My Pollworker Story: Part 3

Previously: Parts 1&2: What it's like being a pollworker; mood of the electorate as I (over)heard it

Part 3. What I did as a pollworker, in mind-numbing detail.
(yeah, I said there would be stories about people next. I lied.)

I've been voting in Hopewell Township, Mercer County, NJ since 1985, so due to the extreme inconsistency of US voting practices I have no idea what goes on elsewhere. Thus, this report will be mind-numbingly detailed.

a. Who we were.

Our badges said "Official District Board Member", but I'm just going to call us "pollworkers". Pollworkers (at least in this part of NJ) are supposed to come in groups of at least four: 2 Democrats and 2 Republicans. We all showed up: two white Republican Catholics (I'll call them E and L), one black retired union Democrat (F), and me -- the white hyper-liberal granola technocrat Democrat. All women, and at age 50 I was by far the youngest. We talked about our kids and grandkids a lot -- political discussions are officially forbidden, which is just as well because I'm sure we would all agree on very little except not understanding people who don't bother to vote.

E and F had been pollworkers before, L and I were newbies -- L had been called in by the Republican Party only a few days ahead of time, to be the second Republican pollworker for this district. As it happened, none of us actually vote in the district where we were working, but we all live no more than one district away. Many, many of the voters were known to one or more of us personally, which is one of the reasons for having local pollworkers -- to have enough local knowledge to spot inconsistencies and to vouch for people. It also makes pollworking a very political experience in a classic sense: it gives you a real feeling for the polis, the community, as both a social and political unit.

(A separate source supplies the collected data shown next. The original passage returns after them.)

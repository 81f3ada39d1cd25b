//! End-to-end saga tests against the in-memory store and gateway.

use std::sync::Arc;
use std::time::Duration;

use checkout::{
    CallbackRejection, CheckoutError, CheckoutOrchestrator, CheckoutResult, CheckoutSettings,
    Collaborators, DEFAULT_STORE_ID, ErrorKind, FailureCallback, InMemoryCart,
    InMemoryGatewayClient, SuccessCallback, SweepOutcome, TIMEOUT_REASON,
};
use checkout::services::MatchingCustomerAuthenticator;
use chrono::Utc;
use common::{CustomerId, MenuId, OrderId, StoreId};
use domain::{
    Customer, GatewayToken, Menu, Money, OrderStatus, PaymentRequest, PaymentRequestStatus,
    PointBalance, Points,
};
use serde_json::json;
use store::{
    CustomerRepository, InMemoryStore, MenuRepository, OrderRepository, PaymentRepository,
    PaymentRequestRepository,
};

const LONG_WINDOW: Duration = Duration::from_secs(60);

struct Harness {
    orchestrator: Arc<CheckoutOrchestrator<InMemoryStore>>,
    gateway: InMemoryGatewayClient,
    cart: InMemoryCart,
    customer_id: CustomerId,
    /// 25,000 KRW
    bulgogi: MenuId,
    /// 10,000 KRW
    bibimbap: MenuId,
}

impl Harness {
    async fn new(balance: i64) -> Self {
        Self::build(balance, LONG_WINDOW, InMemoryGatewayClient::new()).await
    }

    async fn build(balance: i64, window: Duration, gateway: InMemoryGatewayClient) -> Self {
        let store = InMemoryStore::new();
        let customer_id = CustomerId::new();
        store
            .insert_customer(&Customer::new(
                customer_id,
                "Kim Minji",
                PointBalance::new(balance).unwrap(),
            ))
            .await
            .unwrap();

        let store_id = StoreId::from_uuid(DEFAULT_STORE_ID);
        let bulgogi = MenuId::new();
        let bibimbap = MenuId::new();
        store
            .insert_menu(&Menu::new(bulgogi, store_id, "Bulgogi", Money::new(25_000)))
            .await
            .unwrap();
        store
            .insert_menu(&Menu::new(bibimbap, store_id, "Bibimbap", Money::new(10_000)))
            .await
            .unwrap();

        let cart = InMemoryCart::new();
        let collaborators = Collaborators::new(
            Arc::new(gateway.clone()),
            Arc::new(cart.clone()),
            Arc::new(MatchingCustomerAuthenticator),
        );
        let settings = CheckoutSettings::default().with_reservation_window(window);

        Self {
            orchestrator: CheckoutOrchestrator::start(store, collaborators, settings),
            gateway,
            cart,
            customer_id,
            bulgogi,
            bibimbap,
        }
    }

    fn store(&self) -> &InMemoryStore {
        self.orchestrator.store()
    }

    fn payload(&self, menu: MenuId, quantity: u32, points: Option<i64>) -> String {
        json!({
            "customerId": self.customer_id,
            "orderType": "DELIVERY",
            "usePoints": points.is_some(),
            "pointsToUse": points.unwrap_or(0),
            "orderMenuList": [{ "menuId": menu, "quantity": quantity }],
        })
        .to_string()
    }

    async fn checkout(
        &self,
        menu: MenuId,
        quantity: u32,
        points: Option<i64>,
    ) -> Result<CheckoutResult, CheckoutError> {
        self.orchestrator
            .process_checkout(self.customer_id, &self.payload(menu, quantity, points))
            .await
    }

    async fn balance(&self) -> i64 {
        self.orchestrator
            .point_balance(self.customer_id)
            .await
            .unwrap()
            .value()
    }

    fn success(result: &CheckoutResult, amount: i64) -> SuccessCallback {
        SuccessCallback {
            payment_key: Some("pk_test_123".to_string()),
            order_token: result.order_id.as_ref().map(|t| t.to_string()),
            amount: Some(amount),
        }
    }

    async fn request_status(&self, result: &CheckoutResult) -> PaymentRequestStatus {
        let token = result.order_id.as_ref().unwrap().to_string();
        self.orchestrator
            .find_payment_request(&token)
            .await
            .unwrap()
            .status
    }

    async fn order_status(&self, result: &CheckoutResult) -> OrderStatus {
        self.orchestrator
            .get_order(result.internal_order_id)
            .await
            .unwrap()
            .status()
    }
}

b. The pre-dawn's early non-light.

The polls open at 6 AM, so we all got to the school which was the polling place at around 5:15, walking across the parking lot in the moonlight. We said hello to the night watchman, put the flag outside in the hallway, and started setting up the machines.

The machines we (and all of NJ?) uses are Sequoia AVC Advantage. In use the machines differ from the picture in having a curtain across the front that the voter pushes through to go into the "booth". When we got to the polling place the two machines were there, sealed and folded up. We had to unfold them, turn them on, initialize them, and get the "zero point" printout which verifies that the machine has zero votes recorded.

One of the machines gave an error message as it was booting up and one of the other pollworkers called the county voting machine office. They were able to send a signal of some sort -- I don't know what, I was setting up the other machine -- to the machine to get it properly initialized. That was the only glitch, and we were all set up and ready to go at 6AM when the first voters arrived.

c. How we vote around here.

We have two books of voter records, "A-K" and "L-Z" by last name. This particular district has about 830 registered voters. Each page of the registry book lists 5 voters, with name, address, date of birth, a copy of their signature on one side and a place for them to sign on the other. I can probably scan in part of a training example if people want to see what they look like.

The voter walks up to our table and if we're lucky has noticed the "A-K" and "L-Z" signs, so is in front of the pollworker with the correct book. We ask "Last name?", then flip through the book to the correct page, then verify their first name and/or address:

"Smith."

"Susie Q.?"

"No, Susan B."

"15 Heartbreak Lane?"

"Yes!"

"Sign here." The voter then signs next to their old signature so we can compare the two -- and it's amazing to me how consistent a person's signature is. This is also when we ask for ID, which we only check for people who haven't voted in this district before.

While the voter is signing the book, the pollworker gets the Voting Authority ready. The VA is in two parts with matching numbers. One part stays bound in its book, and the voter prints and signs their name on that part. Meanwhile, the pollworker writes the VA number in the voter registry next to the voter's name. The voter then gets the second half of the VA and brings it up to the voting machine.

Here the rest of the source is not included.